The attainment of Zambia's goal of being a prosperous and middle-income country by 2030 as stipulated in its Vision 2030 is dependent on among others, a healthy and productive population. Health has therefore been prioritized as a key economic investment in the Seventh National Development Plan 2017-2021. The Ministry of Health is implementing the National Health Strategic Plan to provide equitable access to cost effective, quality health services as close to the family as possible based on the principle of Universal Health Coverage using an integrated people-centered Primary Health Care approach. The country has made significant steps towards improving the health of the population, including the introduction of a national health insurance scheme. However, a report jointly published by the Ministry of Health and the World Health Organization on 27 November 2019 in Lusaka entitled "Health Equity and Social Determinants of Health in Zambia" shows that health inequalities continue to persist and many people don't have the same opportunities to be as healthy as others.
The first ever of its kind in the country, the report presents results of a study which was undertaken to assess the level of inequalities and inequities related to health and Social Determinants of Health. The study demonstrates how a person's opportunity for health is influenced using 8 key health domains and more than 40 core indicators along which health inequalities are commonly examined. It has demonstrated that health inequalities continue to persist and are evident between provinces, and also across subgroups of the population of different socioeconomic status, age, education level, employment, occupation, place of residence and sex which can all impact access to services and population health status.
The World Health Organization has emphasized that health inequalities that are avoidable and preventable constitute health inequities that can be reduced by a mix of government policies and recommends that inequality monitoring should be a central component of national health information systems. "This report is timely because it presents evidence which will support policy development to ultimately improve health status and work towards closing the equity gap. What is needed is effective communication of existing analyses and underlying disaggregated data to the appropriate target audiences, expanded and more rigorous analysis of existing data, improving the quality, scope and reach of data collection efforts" said Dr O-tipo Shikanga, in a statement he made on behalf of the WHO Representative.

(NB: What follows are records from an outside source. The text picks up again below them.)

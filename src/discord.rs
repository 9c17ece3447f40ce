use std::sync::Arc;

use poise::serenity_prelude as serenity;
use serenity::{
  Command, CommandInteraction, CreateInteractionResponse, CreateInteractionResponseMessage,
  EditInteractionResponse, GuildId,
};
use songbird::Songbird;
use tracing::{debug, error, info, warn};

use crate::{
  clip::FrameBuffer,
  commands::CommandRegistry,
  error::Error,
  handlers::BotCommands,
  player::{PlayerConfig, VoicePlayer},
  routing::{GuildVoiceSnapshot, Invocation},
  voice::SongbirdConnector,
};

pub struct Data {
  registry: CommandRegistry,
  commands: BotCommands<SongbirdConnector>,
}

/// Everything the framework needs to build `Data` once the gateway is ready.
pub struct BotSetup {
  pub registry: CommandRegistry,
  pub lego_yoda: FrameBuffer,
  pub player_config: PlayerConfig,
  pub guild_id: Option<GuildId>,
}

/// Copies the requester's identity and the guild's voice presence out of the cache.
fn invocation_for(ctx: &serenity::Context, command: &CommandInteraction) -> Invocation {
  let user_id = command
    .member
    .as_ref()
    .map_or(command.user.id, |member| member.user.id);
  let bot_id = ctx.cache.current_user().id;

  let guild = command.guild_id.and_then(|guild_id| {
    ctx.cache.guild(guild_id).map(|guild| {
      GuildVoiceSnapshot::new(
        guild_id,
        guild
          .voice_states
          .values()
          .filter_map(|state| state.channel_id.map(|channel_id| (state.user_id, channel_id))),
      )
    })
  });
  if command.guild_id.is_some() && guild.is_none() {
    warn!(guild = ?command.guild_id, "guild missing from cache");
  }

  Invocation {
    user_id,
    bot_id,
    guild,
  }
}

async fn handle_command(ctx: &serenity::Context, command: &CommandInteraction, data: &Data) -> Result<(), Error> {
  let name = command.data.name.as_str();
  let Some(definition) = data.registry.get(name) else {
    debug!(command = name, "ignoring interaction for unregistered command");
    return Ok(());
  };

  let deferred = definition.kind.is_deferred();
  if deferred {
    command.defer(ctx).await?;
  }

  let invocation = invocation_for(ctx, command);
  let Some(content) = data.registry.dispatch(name, &data.commands, &invocation).await else {
    return Ok(());
  };

  if deferred {
    command
      .edit_response(ctx, EditInteractionResponse::new().content(content))
      .await?;
  } else {
    command
      .create_response(
        ctx,
        CreateInteractionResponse::Message(CreateInteractionResponseMessage::new().content(content)),
      )
      .await?;
  }
  Ok(())
}

async fn poise_event_handler(
  ctx: &serenity::Context,
  event: &serenity::FullEvent,
  _framework: poise::FrameworkContext<'_, Data, Error>,
  data: &Data,
) -> Result<(), Error> {
  match event {
    serenity::FullEvent::InteractionCreate { interaction } => {
      if let serenity::Interaction::Command(command) = interaction {
        if let Err(err) = handle_command(ctx, command, data).await {
          error!(command = %command.data.name, "failed to answer interaction: {}", err);
        }
      }
    },
    _ => {},
  }
  Ok(())
}

fn get_framework_options() -> poise::FrameworkOptions<Data, Error> {
  poise::FrameworkOptions {
    event_handler: |ctx, event, framework, data| Box::pin(poise_event_handler(ctx, event, framework, data)),
    on_error: |error| {
      Box::pin(async move {
        match error {
          // Slash commands are dispatched by the registry, not by poise.
          poise::FrameworkError::UnknownInteraction { .. } => {},
          other => {
            if let Err(err) = poise::builtins::on_error(other).await {
              error!("error while handling framework error: {}", err);
            }
          },
        }
      })
    },
    ..Default::default()
  }
}

pub fn get_framework(songbird: Arc<Songbird>, setup: BotSetup) -> poise::Framework<Data, Error> {
  poise::Framework::builder()
    .options(get_framework_options())
    .setup(move |ctx, ready, _framework| {
      Box::pin(async move {
        info!("Logged in as {}", ready.user.name);

        let BotSetup {
          registry,
          lego_yoda,
          player_config,
          guild_id,
        } = setup;

        let create_commands = registry.create_commands();
        match guild_id {
          Some(guild_id) => {
            info!(guild = %guild_id, "registering commands in development guild");
            guild_id.set_commands(&ctx.http, create_commands).await?;
          },
          None => {
            info!("registering commands globally");
            Command::set_global_commands(&ctx.http, create_commands).await?;
          },
        }
        for definition in registry.definitions() {
          info!(command = definition.name, "registered command");
        }

        let player = VoicePlayer::new(SongbirdConnector::new(songbird), player_config);
        Ok(Data {
          registry,
          commands: BotCommands::new(player, lego_yoda),
        })
      })
    })
    .build()
}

The report is considered an important milestone which has set the country on a path to further strengthen interventions for improving health and equity. The Permanent Secretary at the Ministry of Health, Dr. Kennedy Malama stated that the government was committed to moving towards Universal Health Coverage to improve equity and the health of Zambians. He emphasized the importance of multi-sectoral approaches in addressing Social Determinants of Health using tools such as the Health in All Policies as most of the determinants of health were outside the control of the health sector. "Health is about collectiveness, you cannot make a difference working in isolation" he said.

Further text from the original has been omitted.